_Activity_.
Your answer must hold only the lines below from the line containing "fails to match." through the line containing "if let Err(release)", each reproduced exactly.

[Saved data entries]
****************************************
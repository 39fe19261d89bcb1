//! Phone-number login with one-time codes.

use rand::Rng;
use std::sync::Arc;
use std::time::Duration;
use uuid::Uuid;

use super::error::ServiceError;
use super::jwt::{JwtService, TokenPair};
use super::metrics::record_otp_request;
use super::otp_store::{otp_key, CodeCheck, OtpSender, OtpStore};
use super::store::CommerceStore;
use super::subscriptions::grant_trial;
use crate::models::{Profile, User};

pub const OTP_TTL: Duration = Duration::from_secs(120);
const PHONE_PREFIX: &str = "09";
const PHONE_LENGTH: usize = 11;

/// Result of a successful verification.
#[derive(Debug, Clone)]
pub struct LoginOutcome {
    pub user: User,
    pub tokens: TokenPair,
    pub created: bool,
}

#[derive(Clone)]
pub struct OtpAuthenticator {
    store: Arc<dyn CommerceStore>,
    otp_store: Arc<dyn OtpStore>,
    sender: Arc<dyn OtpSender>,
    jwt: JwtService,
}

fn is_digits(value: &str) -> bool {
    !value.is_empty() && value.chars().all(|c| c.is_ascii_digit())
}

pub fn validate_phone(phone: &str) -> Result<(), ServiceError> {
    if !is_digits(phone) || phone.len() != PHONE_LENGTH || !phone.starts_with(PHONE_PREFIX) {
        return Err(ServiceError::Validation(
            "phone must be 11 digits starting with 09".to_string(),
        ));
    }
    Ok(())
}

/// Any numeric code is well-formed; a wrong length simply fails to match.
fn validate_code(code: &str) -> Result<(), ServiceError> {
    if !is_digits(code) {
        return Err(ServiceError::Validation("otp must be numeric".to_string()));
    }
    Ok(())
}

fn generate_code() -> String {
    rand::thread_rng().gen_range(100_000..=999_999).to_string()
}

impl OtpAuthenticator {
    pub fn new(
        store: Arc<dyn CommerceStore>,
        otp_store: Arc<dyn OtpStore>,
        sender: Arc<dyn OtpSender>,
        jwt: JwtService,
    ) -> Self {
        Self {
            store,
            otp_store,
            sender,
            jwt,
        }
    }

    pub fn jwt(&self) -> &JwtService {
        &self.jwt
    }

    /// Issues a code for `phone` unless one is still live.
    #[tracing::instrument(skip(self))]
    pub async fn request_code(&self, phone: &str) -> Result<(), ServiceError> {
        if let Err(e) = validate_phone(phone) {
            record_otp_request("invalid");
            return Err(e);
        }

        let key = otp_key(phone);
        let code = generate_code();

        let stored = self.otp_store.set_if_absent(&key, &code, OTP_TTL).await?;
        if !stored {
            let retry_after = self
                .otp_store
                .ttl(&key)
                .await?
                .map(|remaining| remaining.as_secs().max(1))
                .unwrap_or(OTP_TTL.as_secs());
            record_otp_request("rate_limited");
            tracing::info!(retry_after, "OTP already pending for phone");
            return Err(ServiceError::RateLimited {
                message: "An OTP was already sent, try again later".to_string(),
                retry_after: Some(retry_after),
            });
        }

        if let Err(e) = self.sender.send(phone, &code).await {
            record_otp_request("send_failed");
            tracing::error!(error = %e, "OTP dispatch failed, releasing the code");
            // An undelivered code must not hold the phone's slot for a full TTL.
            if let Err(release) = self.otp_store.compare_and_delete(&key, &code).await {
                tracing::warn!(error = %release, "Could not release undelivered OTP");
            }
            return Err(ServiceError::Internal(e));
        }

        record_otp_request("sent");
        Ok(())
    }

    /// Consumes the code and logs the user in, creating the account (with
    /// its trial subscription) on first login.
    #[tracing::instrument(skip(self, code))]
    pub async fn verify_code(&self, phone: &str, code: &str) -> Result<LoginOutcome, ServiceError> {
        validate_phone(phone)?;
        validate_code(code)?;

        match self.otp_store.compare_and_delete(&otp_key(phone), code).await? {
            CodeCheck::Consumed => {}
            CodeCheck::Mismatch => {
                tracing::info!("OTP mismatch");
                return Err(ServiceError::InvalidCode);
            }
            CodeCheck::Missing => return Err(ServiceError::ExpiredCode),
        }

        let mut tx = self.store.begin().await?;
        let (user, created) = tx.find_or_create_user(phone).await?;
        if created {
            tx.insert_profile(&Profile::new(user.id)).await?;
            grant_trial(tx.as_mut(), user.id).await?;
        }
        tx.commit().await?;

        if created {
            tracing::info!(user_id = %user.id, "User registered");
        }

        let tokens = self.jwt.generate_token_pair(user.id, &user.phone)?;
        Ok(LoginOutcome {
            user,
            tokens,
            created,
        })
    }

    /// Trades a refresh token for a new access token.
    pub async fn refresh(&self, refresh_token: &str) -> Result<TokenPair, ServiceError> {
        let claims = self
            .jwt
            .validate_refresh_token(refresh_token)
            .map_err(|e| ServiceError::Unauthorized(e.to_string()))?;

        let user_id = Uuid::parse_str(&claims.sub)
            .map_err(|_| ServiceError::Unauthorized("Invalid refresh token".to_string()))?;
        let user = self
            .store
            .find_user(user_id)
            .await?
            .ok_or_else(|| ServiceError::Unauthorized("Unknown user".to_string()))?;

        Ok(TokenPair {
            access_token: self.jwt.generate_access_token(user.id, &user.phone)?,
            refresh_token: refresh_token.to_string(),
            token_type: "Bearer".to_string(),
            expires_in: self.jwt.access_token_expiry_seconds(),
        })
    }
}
****************************************
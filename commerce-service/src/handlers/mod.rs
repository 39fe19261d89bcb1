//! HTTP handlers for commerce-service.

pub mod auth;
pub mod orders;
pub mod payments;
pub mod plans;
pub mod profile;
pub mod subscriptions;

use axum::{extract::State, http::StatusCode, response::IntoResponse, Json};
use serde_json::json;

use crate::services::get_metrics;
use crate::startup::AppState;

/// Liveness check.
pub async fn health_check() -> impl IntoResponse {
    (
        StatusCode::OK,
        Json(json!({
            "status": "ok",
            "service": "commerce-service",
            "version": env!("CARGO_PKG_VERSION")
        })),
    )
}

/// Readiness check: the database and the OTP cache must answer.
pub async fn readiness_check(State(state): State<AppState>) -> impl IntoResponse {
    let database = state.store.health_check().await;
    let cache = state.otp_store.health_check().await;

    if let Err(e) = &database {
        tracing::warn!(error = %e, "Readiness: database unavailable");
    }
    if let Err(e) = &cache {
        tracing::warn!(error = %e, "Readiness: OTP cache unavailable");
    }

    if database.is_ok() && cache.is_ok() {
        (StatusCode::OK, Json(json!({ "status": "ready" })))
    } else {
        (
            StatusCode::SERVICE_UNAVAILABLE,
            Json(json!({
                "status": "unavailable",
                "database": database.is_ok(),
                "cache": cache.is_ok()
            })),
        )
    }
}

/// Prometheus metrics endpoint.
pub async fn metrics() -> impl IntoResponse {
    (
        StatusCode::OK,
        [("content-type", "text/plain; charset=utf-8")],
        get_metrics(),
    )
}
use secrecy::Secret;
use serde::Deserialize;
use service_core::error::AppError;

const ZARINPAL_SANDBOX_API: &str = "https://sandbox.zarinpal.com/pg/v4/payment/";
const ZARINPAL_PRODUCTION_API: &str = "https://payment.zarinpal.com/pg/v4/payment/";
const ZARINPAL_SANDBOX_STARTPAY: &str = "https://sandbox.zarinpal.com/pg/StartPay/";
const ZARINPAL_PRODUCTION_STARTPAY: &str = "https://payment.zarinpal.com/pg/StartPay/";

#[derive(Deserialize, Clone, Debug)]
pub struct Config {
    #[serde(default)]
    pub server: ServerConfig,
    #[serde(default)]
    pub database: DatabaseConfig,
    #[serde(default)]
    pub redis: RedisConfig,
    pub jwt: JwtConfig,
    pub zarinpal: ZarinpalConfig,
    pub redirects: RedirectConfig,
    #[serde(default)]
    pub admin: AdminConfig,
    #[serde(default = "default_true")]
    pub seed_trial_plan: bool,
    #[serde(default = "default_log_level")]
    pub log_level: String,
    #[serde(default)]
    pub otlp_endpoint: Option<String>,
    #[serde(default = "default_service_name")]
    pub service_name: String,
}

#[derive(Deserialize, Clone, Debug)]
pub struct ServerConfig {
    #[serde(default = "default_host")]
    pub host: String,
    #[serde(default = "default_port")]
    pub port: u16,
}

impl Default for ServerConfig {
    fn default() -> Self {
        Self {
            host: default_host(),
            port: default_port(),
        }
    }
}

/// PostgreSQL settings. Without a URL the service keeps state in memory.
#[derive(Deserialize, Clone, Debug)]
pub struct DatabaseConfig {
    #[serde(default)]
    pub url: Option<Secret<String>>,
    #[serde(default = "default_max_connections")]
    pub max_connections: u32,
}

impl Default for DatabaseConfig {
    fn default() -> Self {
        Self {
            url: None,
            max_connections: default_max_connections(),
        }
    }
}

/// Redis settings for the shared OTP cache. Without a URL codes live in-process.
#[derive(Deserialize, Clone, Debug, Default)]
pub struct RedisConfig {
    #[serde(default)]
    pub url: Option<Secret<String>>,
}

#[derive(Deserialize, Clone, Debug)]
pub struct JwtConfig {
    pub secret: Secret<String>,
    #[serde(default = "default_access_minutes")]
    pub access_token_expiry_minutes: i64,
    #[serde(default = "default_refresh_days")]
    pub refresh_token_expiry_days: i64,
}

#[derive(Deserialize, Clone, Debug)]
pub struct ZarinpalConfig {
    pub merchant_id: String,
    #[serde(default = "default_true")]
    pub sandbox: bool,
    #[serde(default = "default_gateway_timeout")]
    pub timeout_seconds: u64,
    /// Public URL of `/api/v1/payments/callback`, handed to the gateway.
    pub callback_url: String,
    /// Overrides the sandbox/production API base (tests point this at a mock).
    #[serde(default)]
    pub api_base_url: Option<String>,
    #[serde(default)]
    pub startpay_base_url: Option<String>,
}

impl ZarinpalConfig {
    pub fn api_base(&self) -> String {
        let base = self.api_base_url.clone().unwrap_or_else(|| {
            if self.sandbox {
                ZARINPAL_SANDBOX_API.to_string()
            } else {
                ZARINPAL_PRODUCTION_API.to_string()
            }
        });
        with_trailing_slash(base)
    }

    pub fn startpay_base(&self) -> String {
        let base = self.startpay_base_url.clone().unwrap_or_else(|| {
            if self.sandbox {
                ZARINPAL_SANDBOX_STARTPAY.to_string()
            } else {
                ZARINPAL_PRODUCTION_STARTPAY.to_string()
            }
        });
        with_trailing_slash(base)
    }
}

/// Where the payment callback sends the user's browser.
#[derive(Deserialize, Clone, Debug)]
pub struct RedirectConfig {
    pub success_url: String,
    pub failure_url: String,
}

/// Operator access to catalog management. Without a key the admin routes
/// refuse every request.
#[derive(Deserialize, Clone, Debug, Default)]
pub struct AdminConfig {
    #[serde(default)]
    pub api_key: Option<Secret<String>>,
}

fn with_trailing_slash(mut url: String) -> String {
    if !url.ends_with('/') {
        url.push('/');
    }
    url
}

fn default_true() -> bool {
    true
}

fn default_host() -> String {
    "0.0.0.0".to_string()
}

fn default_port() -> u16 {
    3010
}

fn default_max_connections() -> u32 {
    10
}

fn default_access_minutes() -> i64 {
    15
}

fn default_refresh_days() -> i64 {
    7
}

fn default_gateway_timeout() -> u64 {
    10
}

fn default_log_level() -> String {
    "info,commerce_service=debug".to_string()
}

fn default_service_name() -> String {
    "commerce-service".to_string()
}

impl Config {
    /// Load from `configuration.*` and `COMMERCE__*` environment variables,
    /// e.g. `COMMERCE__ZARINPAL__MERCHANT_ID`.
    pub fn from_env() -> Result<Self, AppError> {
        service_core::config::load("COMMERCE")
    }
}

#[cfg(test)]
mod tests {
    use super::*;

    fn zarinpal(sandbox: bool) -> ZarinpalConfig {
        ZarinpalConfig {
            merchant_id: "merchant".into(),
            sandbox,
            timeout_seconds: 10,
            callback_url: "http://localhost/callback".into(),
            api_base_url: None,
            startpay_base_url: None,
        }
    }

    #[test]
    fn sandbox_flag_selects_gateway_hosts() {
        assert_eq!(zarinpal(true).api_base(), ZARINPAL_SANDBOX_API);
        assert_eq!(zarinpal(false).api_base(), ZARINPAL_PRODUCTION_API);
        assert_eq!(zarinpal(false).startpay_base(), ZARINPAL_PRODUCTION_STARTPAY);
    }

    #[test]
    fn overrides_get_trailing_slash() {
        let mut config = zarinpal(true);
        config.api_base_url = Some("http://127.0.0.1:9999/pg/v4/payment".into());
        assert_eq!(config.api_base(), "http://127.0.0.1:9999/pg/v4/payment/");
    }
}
****************************************
_Written response_.
/// Any numeric code is well-formed; a wrong length simply fails to match.
fn validate_code(code: &str) -> Result<(), ServiceError> {
    if !is_digits(code) {
        return Err(ServiceError::Validation("otp must be numeric".to_string()));
    }
    Ok(())
}

fn generate_code() -> String {
    rand::thread_rng().gen_range(100_000..=999_999).to_string()
}

impl OtpAuthenticator {
    pub fn new(
        store: Arc<dyn CommerceStore>,
        otp_store: Arc<dyn OtpStore>,
        sender: Arc<dyn OtpSender>,
        jwt: JwtService,
    ) -> Self {
        Self {
            store,
            otp_store,
            sender,
            jwt,
        }
    }

    pub fn jwt(&self) -> &JwtService {
        &self.jwt
    }

    /// Issues a code for `phone` unless one is still live.
    #[tracing::instrument(skip(self))]
    pub async fn request_code(&self, phone: &str) -> Result<(), ServiceError> {
        if let Err(e) = validate_phone(phone) {
            record_otp_request("invalid");
            return Err(e);
        }

        let key = otp_key(phone);
        let code = generate_code();

        let stored = self.otp_store.set_if_absent(&key, &code, OTP_TTL).await?;
        if !stored {
            let retry_after = self
                .otp_store
                .ttl(&key)
                .await?
                .map(|remaining| remaining.as_secs().max(1))
                .unwrap_or(OTP_TTL.as_secs());
            record_otp_request("rate_limited");
            tracing::info!(retry_after, "OTP already pending for phone");
            return Err(ServiceError::RateLimited {
                message: "An OTP was already sent, try again later".to_string(),
                retry_after: Some(retry_after),
            });
        }

        if let Err(e) = self.sender.send(phone, &code).await {
            record_otp_request("send_failed");
            tracing::error!(error = %e, "OTP dispatch failed, releasing the code");
            // An undelivered code must not hold the phone's slot for a full TTL.
            if let Err(release) = self.otp_store.compare_and_delete(&key, &code).await {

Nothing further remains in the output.